Here is the listing. Report each line in it that contains the string "async".

- _Provided entries_:
****

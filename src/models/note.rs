//! Notes attached to contacts.

use chrono::{DateTime, Utc};
use serde::Serialize;
use serde_json::Value;
use sqlx::PgPool;

/// Accepted spellings of the note body, lowest precedence first.
const BODY_ALIASES: [&str; 4] = ["note_body", "note_text", "content", "text"];

/// Processing state of a note.
#[derive(Debug, Clone, Copy, PartialEq, Eq)]
pub enum NoteStatus {
    Pending,
    Processed,
}

impl NoteStatus {
    pub fn as_str(self) -> &'static str {
        match self {
            NoteStatus::Pending => "pending",
            NoteStatus::Processed => "processed",
        }
    }
}

/// Note record.
#[derive(Debug, Clone, PartialEq, Serialize, sqlx::FromRow)]
pub struct Note {
    pub id: i64,
    pub contact_id: i64,
    pub user_id: i64,
    pub body: String,
    pub status: String,
    pub created_at: DateTime<Utc>,
    pub updated_at: DateTime<Utc>,
}

/// Extract the note body from a request payload.
///
/// `body` is used unless one of the aliases is present; among aliases the
/// last one in [`BODY_ALIASES`] wins. A present alias with a non-string
/// value counts as missing.
pub fn normalize_note_body(payload: &Value) -> Option<String> {
    let object = payload.as_object()?;

    let mut body = object.get("body");
    for alias in BODY_ALIASES {
        if let Some(value) = object.get(alias) {
            body = Some(value);
        }
    }

    body.and_then(Value::as_str)
        .map(str::trim)
        .filter(|s| !s.is_empty())
        .map(str::to_string)
}

const COLUMNS: &str = "id, contact_id, user_id, body, status, created_at, updated_at";

impl Note {
    pub async fn list_for_contact(
        pool: &PgPool,
        contact_id: i64,
        user_id: i64,
    ) -> Result<Vec<Self>, sqlx::Error> {
        sqlx::query_as::<_, Note>(&format!(
            "SELECT {COLUMNS} FROM notes WHERE contact_id = $1 AND user_id = $2 \
             ORDER BY created_at DESC"
        ))
        .bind(contact_id)
        .bind(user_id)
        .fetch_all(pool)
        .await
    }

    pub async fn find_owned(
        pool: &PgPool,
        id: i64,
        contact_id: i64,
        user_id: i64,
    ) -> Result<Option<Self>, sqlx::Error> {
        sqlx::query_as::<_, Note>(
            r#"
            SELECT n.id, n.contact_id, n.user_id, n.body, n.status, n.created_at, n.updated_at
            FROM notes n
            JOIN contacts c ON c.id = n.contact_id
            WHERE n.id = $1 AND n.contact_id = $2 AND c.user_id = $3
            "#,
        )
        .bind(id)
        .bind(contact_id)
        .bind(user_id)
        .fetch_optional(pool)
        .await
    }

    pub async fn create(
        pool: &PgPool,
        contact_id: i64,
        user_id: i64,
        body: &str,
    ) -> Result<Self, sqlx::Error> {
        sqlx::query_as::<_, Note>(&format!(
            "INSERT INTO notes (contact_id, user_id, body, status) VALUES ($1, $2, $3, $4) \
             RETURNING {COLUMNS}"
        ))
        .bind(contact_id)
        .bind(user_id)
        .bind(body)
        .bind(NoteStatus::Pending.as_str())
        .fetch_one(pool)
        .await
    }

    pub async fn update_body(
        pool: &PgPool,
        id: i64,
        user_id: i64,
        body: &str,
    ) -> Result<Option<Self>, sqlx::Error> {
        sqlx::query_as::<_, Note>(&format!(
            "UPDATE notes SET body = $3, updated_at = CURRENT_TIMESTAMP \
             WHERE id = $1 AND user_id = $2 RETURNING {COLUMNS}"
        ))
        .bind(id)
        .bind(user_id)
        .bind(body)
        .fetch_optional(pool)
        .await
    }

    pub async fn set_status(
        pool: &PgPool,
        id: i64,
        status: NoteStatus,
    ) -> Result<Option<Self>, sqlx::Error> {
        sqlx::query_as::<_, Note>(&format!(
            "UPDATE notes SET status = $2, updated_at = CURRENT_TIMESTAMP \
             WHERE id = $1 RETURNING {COLUMNS}"
        ))
        .bind(id)
        .bind(status.as_str())
        .fetch_optional(pool)
        .await
    }

    pub async fn delete(pool: &PgPool, id: i64, user_id: i64) -> Result<bool, sqlx::Error> {
        let result = sqlx::query("DELETE FROM notes WHERE id = $1 AND user_id = $2")
            .bind(id)
            .bind(user_id)
            .execute(pool)
            .await?;
        Ok(result.rows_affected() > 0)
    }
}

#[cfg(test)]
mod tests {
    use super::*;
    use serde_json::json;

    #[test]
    fn test_plain_body() {
        assert_eq!(
            normalize_note_body(&json!({ "body": " call back " })).as_deref(),
            Some("call back")
        );
    }

    #[test]
    fn test_later_alias_wins() {
        let payload = json!({ "body": "a", "note_body": "b", "content": "c" });
        assert_eq!(normalize_note_body(&payload).as_deref(), Some("c"));

        let payload = json!({ "note_text": "x", "text": "y" });
        assert_eq!(normalize_note_body(&payload).as_deref(), Some("y"));
    }

    #[test]
    fn test_null_alias_counts_as_present() {
        let payload = json!({ "body": "kept?", "text": null });
        assert_eq!(normalize_note_body(&payload), None);
    }

    #[test]
    fn test_missing_or_blank_body() {
        assert_eq!(normalize_note_body(&json!({})), None);
        assert_eq!(normalize_note_body(&json!({ "body": "   " })), None);
        assert_eq!(normalize_note_body(&json!("body")), None);
    }
}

****

- _Written response_:
    pub async fn list_for_contact(
    pub async fn find_owned(
    pub async fn create(
    pub async fn update_body(
    pub async fn set_status(
    pub async fn delete(pool: &PgPool, id: i64, user_id: i64) -> Result<bool, sqlx::Error> {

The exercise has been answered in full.